Friday, 10 June 2011


I entered a short story competition for my local town and won first prize.  This is the story.

980 words

It is said that a great white shark can sense a single drop of blood from over a mile away.
Whoever did that experiment must’ve had a pretty massive fish tank.

* * * * *

Proof is a funny thing. You can prove pretty much anything if you know how to go about it. Proof, in the non-mathematical sense, is all about perception. If you are trying to prove something to someone, you need only coach them into perceiving your truth. You ask me about Absolute Truth; “The Truth, the whole Truth and nothing but the Truth”? Such a thing does not exist. In an infinite universe there are infinite possibilities – room for every man’s truth.
It is my job to ensure this is so. Proof is as much about deception as it is about perception. And I am very good at my job.
Even so, the gentleman before me had me at a disadvantage. “Could you repeat that, sir?” I asked him, sure that I must have misheard.
“I want you to prove that vampires do not exist.” His voice was soft and he spoke slowly, pronouncing each word carefully, as though mentally passing each one through quality control. There was the slight hint of an accent, possibly Scandinavian, although his expensive waistcoat and garrick suggested wealth. His features were mainly hidden in the low light. I’m not sure why, but I felt distinctly uneasy in his presence.
“But, sir. Vampires don’t exist.” I told him, forcing a grin.
“Then your job should be easy.” Came his reply. “Will you accept this charge?”
“To whom must I prove this truth?” I asked. I am used to working with civil and criminal courts, but I have been known to accept the odd independent commission.
“The village of Saltford, in Somerset.” His reply was short, but to the point.
“A whole village?!” Exasperated, I considered asking the man to leave. It had been a long day and it was late. This nonsense was getting tiring. But the expensive clothes and manner of the man called to my purse, which never was quite full enough.
“You will be well paid.” He seemed to read my mind. Another wave of unease swept through me, but my avarice won over.
“What is the payment?”
“Five thousand every year and your own house in the village. You will be required to move there. Permanently.” The gentleman answered my next question as I opened my mouth to ask it “Yes, you can resume your current profession in Saltford.”
Looking back now, it’s at this point that I should have asked “Are there any other conditions?” or even “Is that all?” But hindsight, especially that granted by nearly 150 years, has a funny way of highlighting the alternative paths of your life that were simply not visible at the time. Needless to say, I ended up accepting the stranger’s deal that night, and left for Saltford in Somerset later that week.

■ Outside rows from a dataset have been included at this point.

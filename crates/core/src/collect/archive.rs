use std::path::Path;

use super::CollectedRom;
use crate::error::CheckError;
use crate::extract::{Extractor, SevenZipExtractor, ZipExtractor};
use crate::logging::{log, LogCategory, LogLevel};
use crate::rom::ROM_EXTENSIONS;
use crate::workspace::TemporaryWorkspace;

#[derive(Debug, Clone, Copy, PartialEq, Eq)]
pub enum ArchiveKind {
    Zip,
    SevenZip,
}

impl ArchiveKind {
    pub fn from_path(path: &Path) -> Option<Self> {
        let ext = path.extension()?.to_string_lossy().to_lowercase();
        match ext.as_str() {
            "zip" => Some(ArchiveKind::Zip),
            "7z" => Some(ArchiveKind::SevenZip),
            _ => None,
        }
    }
}

/// What one archive contributed to the run
#[derive(Debug, Default)]
pub struct ArchiveOutcome {
    pub roms: Vec<CollectedRom>,
    /// Why nothing was collected; `NoMatchingEntries` is not a failure
    pub error: Option<CheckError>,
}

impl ArchiveOutcome {
    fn failed(error: CheckError) -> Self {
        Self {
            roms: Vec::new(),
            error: Some(error),
        }
    }

    pub fn is_failure(&self) -> bool {
        self.error.as_ref().is_some_and(CheckError::is_failure)
    }

    /// One-line human readable status
    pub fn status(&self) -> String {
        match &self.error {
            Some(e) => e.to_string(),
            None => format!("{} ROM(s) extracted", self.roms.len()),
        }
    }
}

/// Extracts ROMs from archives into per-archive workspace directories
pub struct ArchiveCollector<'a> {
    workspace: &'a TemporaryWorkspace,
    zip: Box<dyn Extractor + 'a>,
    seven_zip: Box<dyn Extractor + 'a>,
}

impl<'a> ArchiveCollector<'a> {
    pub fn new(workspace: &'a TemporaryWorkspace, seven_zip: SevenZipExtractor) -> Self {
        Self::with_backends(workspace, Box::new(ZipExtractor), Box::new(seven_zip))
    }

    pub fn with_backends(
        workspace: &'a TemporaryWorkspace,
        zip: Box<dyn Extractor + 'a>,
        seven_zip: Box<dyn Extractor + 'a>,
    ) -> Self {
        Self {
            workspace,
            zip,
            seven_zip,
        }
    }

    /// Extract the ROMs of `archive`. Errors are contained in the outcome;
    /// a path that is not a supported archive yields an empty outcome.
    pub fn collect(&self, archive: &Path) -> ArchiveOutcome {
        let backend = match ArchiveKind::from_path(archive) {
            Some(ArchiveKind::Zip) => &self.zip,
            Some(ArchiveKind::SevenZip) => &self.seven_zip,
            None => return ArchiveOutcome::default(),
        };

        let out_dir = match self.workspace.archive_dir(archive) {
            Ok(dir) => dir,
            Err(e) => return ArchiveOutcome::failed(e),
        };

        match backend.extract(archive, &ROM_EXTENSIONS, &out_dir) {
            Ok(roms) => {
                log(LogCategory::Archive, LogLevel::Info, || {
                    format!("{}: {} ROM(s)", archive.display(), roms.len())
                });
                ArchiveOutcome { roms, error: None }
            }
            Err(e) => {
                let level = if e.is_failure() {
                    LogLevel::Warn
                } else {
                    LogLevel::Info
                };
                log(LogCategory::Archive, level, || {
                    format!("{}: {}", archive.display(), e)
                });
                ArchiveOutcome::failed(e)
            }
        }
    }
}
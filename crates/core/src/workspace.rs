//! Scratch space for archive extraction
//!
//! One [`TemporaryWorkspace`] lives for the whole run. Its directory is
//! created with the first archive and removed when the workspace is dropped,
//! whether the run finished, failed or was interrupted. Every archive gets its
//! own subdirectory so extracted names never meet across archives.

use std::fs;
use std::io;
use std::path::{Path, PathBuf};
use std::sync::OnceLock;

use tempfile::TempDir;

use crate::error::{CheckError, Result};
use crate::logging::{log, LogCategory, LogLevel};

/// Characters of the archive stem kept in its subdirectory name
const STEM_CHARS: usize = 20;

/// The root directory is only created once the first archive needs it.
#[derive(Debug, Default)]
pub struct TemporaryWorkspace {
    dir: OnceLock<TempDir>,
}

impl TemporaryWorkspace {
    pub fn new() -> Self {
        Self::default()
    }

    /// Root directory, if anything has been extracted yet
    pub fn path(&self) -> Option<&Path> {
        self.dir.get().map(TempDir::path)
    }

    fn root(&self) -> Result<&Path> {
        if let Some(dir) = self.dir.get() {
            return Ok(dir.path());
        }
        let dir = tempfile::Builder::new()
            .prefix("romcheck-")
            .tempdir()
            .map_err(|e| CheckError::fs(std::env::temp_dir(), e))?;
        log(LogCategory::Archive, LogLevel::Debug, || {
            format!("workspace at {}", dir.path().display())
        });
        Ok(self.dir.get_or_init(|| dir).path())
    }

    /// Create a fresh, empty subdirectory for `archive`.
    ///
    /// The name is derived from the archive stem and path; if it is taken the
    /// numeric suffix is bumped until an unused name is found.
    pub fn archive_dir(&self, archive: &Path) -> Result<PathBuf> {
        let root = self.root()?;
        let stem: String = archive
            .file_stem()
            .map(|s| s.to_string_lossy().chars().take(STEM_CHARS).collect())
            .unwrap_or_default();
        let mut suffix = path_suffix(archive);

        loop {
            let candidate = root.join(format!("_{}_{:04}", stem, suffix));
            match fs::create_dir(&candidate) {
                Ok(()) => return Ok(candidate),
                Err(e) if e.kind() == io::ErrorKind::AlreadyExists => {
                    suffix = (suffix + 1) % 10_000;
                }
                Err(e) => return Err(CheckError::fs(candidate, e)),
            }
        }
    }

    /// Delete everything extracted so far without waiting for drop.
    ///
    /// For exits that skip destructors; the later drop finds nothing left.
    pub fn purge(&self) {
        if let Some(root) = self.path() {
            if let Err(e) = fs::remove_dir_all(root) {
                log(LogCategory::Archive, LogLevel::Warn, || {
                    format!("could not remove {}: {}", root.display(), e)
                });
            }
        }
    }
}

/// Four-digit suffix from a CRC of the path. Only meant to keep similar
/// archive names apart.
fn path_suffix(path: &Path) -> u32 {
    crc32fast::hash(path.to_string_lossy().as_bytes()) % 10_000
}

The first few months of my new life in Saltford went without incident. The local inhabitants of the village were friendly and welcoming.
The gentleman had kept his word and I was provided with a large house on the outskirts, towards the town of Keynsham.
It was late autumn and the winter seemed to be setting in early. I’d been to a committee meeting at the village hall (I always found it helped my cases if I was a respected member of the community) and was on my way home in the dark and the rain when I heard the first scream.
I ran towards to noise, various grizzly scenarios running through my head. Another scream chilled my bones and then; silence.
I rounded the corner and saw before me a man, lying on the ground. Beside him, sobbing was a girl of about twenty. As I drew closer, I noticed blood on the man’s coat and collar. It was running freely from two holes in his neck and mixing with the dirty rainwater that was pooled around his lifeless form.
The girl saw me and sprang up. “Stay back!” She yelled, wiping sodden hair from her face and brandishing a wooden stick.
“It’s OK” I said “I’m here to help - What happened?” I approached with my arms outstretched to show that I meant no harm. The girl dropped the stick and fell into my arms, wailing uncontrollably.
“He’s dead! M… My father! The v… vampire…”
At the mention of the word ‘vampire’, I stiffened. “You must be mistaken, child. There is no such thing as vampires.”
“There is! See, how he is stricken in the neck; his lifeblood sucked out to feed the unholy beast!” She cried “Oh sir, I am so glad you got here when you did. He could come back any minute - We must warn the others!”
I realise, now, that this was a test of the contract I had signed months before. But then, on that stormy night, I didn’t see the convenience of it all; just around the corner from my house and without another soul in sight…

My hands drew in tight around the girl’s thin neck and I squeezed.

They came for me later that night. I had passed the test; to them, that’s all that mattered. Two lives, inconsequential against the security their trust in me now offered.
Over the next few months, I went about my usual business. But the guilt of what I had done ate away at my heart. I had done foul things in my past and had ruined many lives with my profession, but murder?

Ask yourself this: Who is more the beast; he who kills for food, or he who kills for greed?

There are no vampires in Saltford, Somerset. I made sure of that in the years that followed. But I cannot guarantee that the village is free of beasts.